### Records

⁂

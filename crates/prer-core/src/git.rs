//! Deployment repository operations backed by the system `git` binary.
//!
//! The promotion run owns a single sparse checkout of the GitOps repository.
//! Only the deployment subpath is materialised, and the deployment branches
//! are fetched alongside the base branch so existing train branches can be
//! reused.

use std::path::{Path, PathBuf};

use async_trait::async_trait;
use tracing::{debug, info};

use crate::error::{PrerError, Result};
use crate::process;

/// Where and how to obtain the deployment checkout.
#[derive(Debug, Clone)]
pub struct CloneOptions {
    /// Remote repository location.
    pub repo: String,
    /// Directory to clone into.
    pub dir: PathBuf,
    /// Optional local mirror used as `--reference`.
    pub mirror: Option<String>,
    /// Branch the deployment branches are based on.
    pub base_branch: String,
    /// Subpath holding the deployment manifests; empty means the whole tree.
    pub subpath: String,
    /// Prefix shared by every deployment branch.
    pub branch_prefix: String,
}

/// Mutable working tree of the deployment repository.
#[async_trait]
pub trait DeployRepo: Send + Sync {
    /// Root directory of the working tree.
    fn root(&self) -> &Path;

    /// Check out `branch`, creating it from `base` when it does not exist.
    ///
    /// Returns `true` when the branch was created fresh.
    async fn switch_to_branch(&mut self, branch: &str, base: &str) -> Result<bool>;

    /// Message of the commit at `HEAD`; empty when it cannot be read.
    async fn last_commit_message(&self) -> Result<String>;

    /// Reset `branch` to `base`, discarding its history.
    async fn recreate_branch(&mut self, branch: &str, base: &str) -> Result<()>;

    /// Stage `subpath` and commit it. Returns `false` when nothing changed.
    async fn commit(&mut self, message: &str, subpath: &str) -> Result<bool>;

    /// Force-push `branches` to the remote.
    async fn push(&self, branches: &[String]) -> Result<()>;
}

/// Produces the deployment checkout for a run.
#[async_trait]
pub trait RepoCloner: Send + Sync {
    async fn clone_or_checkout(&self, opts: &CloneOptions) -> Result<Box<dyn DeployRepo>>;
}

/// [`RepoCloner`] using the system `git` binary.
#[derive(Debug, Clone, Default)]
pub struct SystemGit;

#[async_trait]
impl RepoCloner for SystemGit {
    async fn clone_or_checkout(&self, opts: &CloneOptions) -> Result<Box<dyn DeployRepo>> {
        let repo = GitRepo::clone_or_checkout(opts).await?;
        Ok(Box::new(repo))
    }
}

/// A sparse checkout of the deployment repository.
#[derive(Debug, Clone)]
pub struct GitRepo {
    dir: PathBuf,
    remote: String,
}

impl GitRepo {
    /// Open an existing checkout without cloning.
    pub fn open(dir: impl Into<PathBuf>) -> Self {
        Self {
            dir: dir.into(),
            remote: "origin".to_string(),
        }
    }

    /// Clone `opts.repo` into `opts.dir` and check out the base branch.
    ///
    /// A checkout already present in `opts.dir` is refreshed instead: it is
    /// fetched, reset onto the remote base branch and stripped of local
    /// deployment branches and untracked files.
    pub async fn clone_or_checkout(opts: &CloneOptions) -> Result<Self> {
        if opts.dir.join(".git").exists() {
            return Self::refresh(opts).await;
        }
        info!(repo = %opts.repo, dir = %opts.dir.display(), "cloning deployment repository");

        let dir = opts.dir.to_string_lossy().into_owned();
        let mut args = vec![
            "clone".to_string(),
            "--no-checkout".to_string(),
            "--single-branch".to_string(),
            "--branch".to_string(),
            opts.base_branch.clone(),
            "--filter=blob:none".to_string(),
            "--no-tags".to_string(),
        ];
        if let Some(mirror) = opts.mirror.as_deref().filter(|m| !m.is_empty()) {
            args.push("--reference".to_string());
            args.push(mirror.to_string());
        }
        args.push(opts.repo.clone());
        args.push(dir);
        git(&args, None).await?;

        let repo = Self::open(&opts.dir);
        repo.git(&["config", "--local", "core.sparsecheckout", "true"])
            .await?;
        let sparse = if opts.subpath.is_empty() {
            "/*\n".to_string()
        } else {
            format!("{}/\n", opts.subpath.trim_end_matches('/'))
        };
        let info_dir = opts.dir.join(".git").join("info");
        tokio::fs::create_dir_all(&info_dir).await?;
        tokio::fs::write(info_dir.join("sparse-checkout"), sparse).await?;

        let refspec = format!(
            "+refs/heads/{prefix}*:refs/remotes/{remote}/{prefix}*",
            prefix = opts.branch_prefix,
            remote = repo.remote
        );
        let fetch_key = format!("remote.{}.fetch", repo.remote);
        repo.git(&["config", "--add", fetch_key.as_str(), refspec.as_str()])
            .await?;
        repo.git(&[
            "fetch",
            "--force",
            "--filter=blob:none",
            "--no-tags",
            repo.remote.as_str(),
        ])
        .await?;
        repo.git(&["checkout", opts.base_branch.as_str()]).await?;

        Ok(repo)
    }

    async fn refresh(opts: &CloneOptions) -> Result<Self> {
        info!(dir = %opts.dir.display(), "reusing existing deployment checkout");
        let repo = Self::open(&opts.dir);
        let base = opts.base_branch.as_str();
        let upstream = format!("{}/{base}", repo.remote);

        repo.git(&[
            "fetch",
            "--force",
            "--prune",
            "--filter=blob:none",
            "--no-tags",
            repo.remote.as_str(),
        ])
        .await?;
        repo.git(&["checkout", "-f", base]).await?;
        repo.git(&["reset", "--hard", upstream.as_str()]).await?;
        repo.git(&["clean", "-fd"]).await?;

        // Leftover local deployment branches would shadow the fetched ones.
        let pattern = format!("refs/heads/{}", opts.branch_prefix);
        let local = repo
            .git(&["for-each-ref", "--format=%(refname:short)", pattern.as_str()])
            .await?;
        for branch in local.lines().map(str::trim).filter(|b| !b.is_empty()) {
            debug!(branch, "dropping stale local branch");
            repo.git(&["branch", "-D", branch]).await?;
        }
        Ok(repo)
    }

    /// Whether the working tree has no staged or unstaged changes.
    pub async fn is_clean(&self) -> Result<bool> {
        let status = self.git(&["status", "--porcelain"]).await?;
        Ok(status.trim().is_empty())
    }

    async fn git(&self, args: &[&str]) -> Result<String> {
        git(args, Some(&self.dir)).await
    }
}

async fn git<S: AsRef<str>>(args: &[S], cwd: Option<&Path>) -> Result<String> {
    process::run("git", args, cwd).await.map_err(|e| match e {
        PrerError::CommandFailed {
            command, stderr, ..
        } => PrerError::Git(format!("{command}: {stderr}")),
        other => other,
    })
}

#[async_trait]
impl DeployRepo for GitRepo {
    fn root(&self) -> &Path {
        &self.dir
    }

    async fn switch_to_branch(&mut self, branch: &str, base: &str) -> Result<bool> {
        let out = process::output("git", &["checkout", branch], Some(&self.dir)).await?;
        if out.status.success() {
            debug!(branch, "checked out existing branch");
            return Ok(false);
        }
        self.git(&["branch", branch, base]).await?;
        self.git(&["checkout", branch]).await?;
        debug!(branch, base, "created branch");
        Ok(true)
    }

    async fn last_commit_message(&self) -> Result<String> {
        let out = process::output("git", &["log", "-1", "--pretty=%B"], Some(&self.dir)).await?;
        if !out.status.success() {
            return Ok(String::new());
        }
        Ok(String::from_utf8_lossy(&out.stdout).into_owned())
    }

    async fn recreate_branch(&mut self, branch: &str, base: &str) -> Result<()> {
        self.git(&["checkout", base]).await?;
        self.git(&["branch", "-f", branch, base]).await?;
        self.git(&["checkout", branch]).await?;
        Ok(())
    }

    async fn commit(&mut self, message: &str, subpath: &str) -> Result<bool> {
        let pathspec = if subpath.is_empty() { "." } else { subpath };
        self.git(&["add", pathspec]).await?;
        if self.is_clean().await? {
            return Ok(false);
        }
        self.git(&["commit", "-a", "-m", message]).await?;
        Ok(true)
    }

    async fn push(&self, branches: &[String]) -> Result<()> {
        if branches.is_empty() {
            return Ok(());
        }
        let mut args = vec![
            "push".to_string(),
            self.remote.clone(),
            "-f".to_string(),
            "--set-upstream".to_string(),
        ];
        args.extend(branches.iter().cloned());
        git(&args, Some(&self.dir)).await?;
        Ok(())
    }
}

⁂

Starting with the line that holds "info!(repo = %opts.repo, dir" and ending with the line that holds "git(&args, None).await?;", retype every line in the data above exactly, and nothing else.

### Task solution
        info!(repo = %opts.repo, dir = %opts.dir.display(), "cloning deployment repository");

        let dir = opts.dir.to_string_lossy().into_owned();
        let mut args = vec![
            "clone".to_string(),
            "--no-checkout".to_string(),
            "--single-branch".to_string(),
            "--branch".to_string(),
            opts.base_branch.clone(),
            "--filter=blob:none".to_string(),
            "--no-tags".to_string(),
        ];
        if let Some(mirror) = opts.mirror.as_deref().filter(|m| !m.is_empty()) {
            args.push("--reference".to_string());
            args.push(mirror.to_string());
        }
        args.push(opts.repo.clone());
        args.push(dir);
        git(&args, None).await?;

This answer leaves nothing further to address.